◆ DESCRIPTION OF THE TASK:
Without omission or alteration, write out all of the data.

[Records contained in a dataset]
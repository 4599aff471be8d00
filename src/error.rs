use thiserror::Error;

#[derive(Error, Debug)]
pub enum Error {
    #[error("Expected \"{expected}\" to end, got the handle for \"{actual}\"")]
    FrameMismatch { expected: String, actual: String },

    #[error("Program ended before \"{0}\" ended")]
    UnterminatedFrame(String),

    #[error("Frame end with no frame open")]
    StackUnderflow,

    #[error("Allocation (\"{name}\", 0x{ptr:x}, {size}) is already in the live set")]
    DoubleAllocate { name: String, ptr: u64, size: u64 },

    #[error("Unrecognized memory space handle \"{0}\"")]
    UnknownSpace(String),

    #[error("Invalid argument: {0}")]
    InvalidArgument(String),

    #[error("I/O error: {0}")]
    Io(#[from] std::io::Error),
}

pub type Result<T> = std::result::Result<T, Error>;

pub mod exit_code {
    pub const SUCCESS: i32 = 0;
    pub const GENERAL_ERROR: i32 = 1;
    pub const INVALID_ARGUMENTS: i32 = 2;
    pub const PROTOCOL_VIOLATION: i32 = 3;
    pub const ALLOCATION_ERROR: i32 = 4;
    pub const UNKNOWN_SPACE: i32 = 5;
}

impl Error {
    pub fn exit_code(&self) -> i32 {
        match self {
            Error::FrameMismatch { .. } | Error::UnterminatedFrame(_) | Error::StackUnderflow => {
                exit_code::PROTOCOL_VIOLATION
            }
            Error::DoubleAllocate { .. } => exit_code::ALLOCATION_ERROR,
            Error::UnknownSpace(_) => exit_code::UNKNOWN_SPACE,
            Error::InvalidArgument(_) => exit_code::INVALID_ARGUMENTS,
            _ => exit_code::GENERAL_ERROR,
        }
    }
}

◆ WRITTEN REPLY:
repository 4599aff471be8d00
filename src/error.rs
use thiserror::Error;

#[derive(Error, Debug)]
pub enum Error {
    #[error("Expected \"{expected}\" to end, got the handle for \"{actual}\"")]
    FrameMismatch { expected: String, actual: String },

    #[error("Program ended before \"{0}\" ended")]
    UnterminatedFrame(String),

    #[error("Frame end with no frame open")]
    StackUnderflow,

    #[error("Allocation (\"{name}\", 0x{ptr:x}, {size}) is already in the live set")]
    DoubleAllocate { name: String, ptr: u64, size: u64 },

    #[error("Unrecognized memory space handle \"{0}\"")]
    UnknownSpace(String),

    #[error("Invalid argument: {0}")]
    InvalidArgument(String),

    #[error("I/O error: {0}")]
    Io(#[from] std::io::Error),
}

pub type Result<T> = std::result::Result<T, Error>;

pub mod exit_code {
    pub const SUCCESS: i32 = 0;
    pub const GENERAL_ERROR: i32 = 1;
    pub const INVALID_ARGUMENTS: i32 = 2;
    pub const PROTOCOL_VIOLATION: i32 = 3;
    pub const ALLOCATION_ERROR: i32 = 4;
    pub const UNKNOWN_SPACE: i32 = 5;
}

impl Error {
    pub fn exit_code(&self) -> i32 {
        match self {
            Error::FrameMismatch { .. } | Error::UnterminatedFrame(_) | Error::StackUnderflow => {
                exit_code::PROTOCOL_VIOLATION
            }
            Error::DoubleAllocate { .. } => exit_code::ALLOCATION_ERROR,
            Error::UnknownSpace(_) => exit_code::UNKNOWN_SPACE,
            Error::InvalidArgument(_) => exit_code::INVALID_ARGUMENTS,
            _ => exit_code::GENERAL_ERROR,
        }
    }
}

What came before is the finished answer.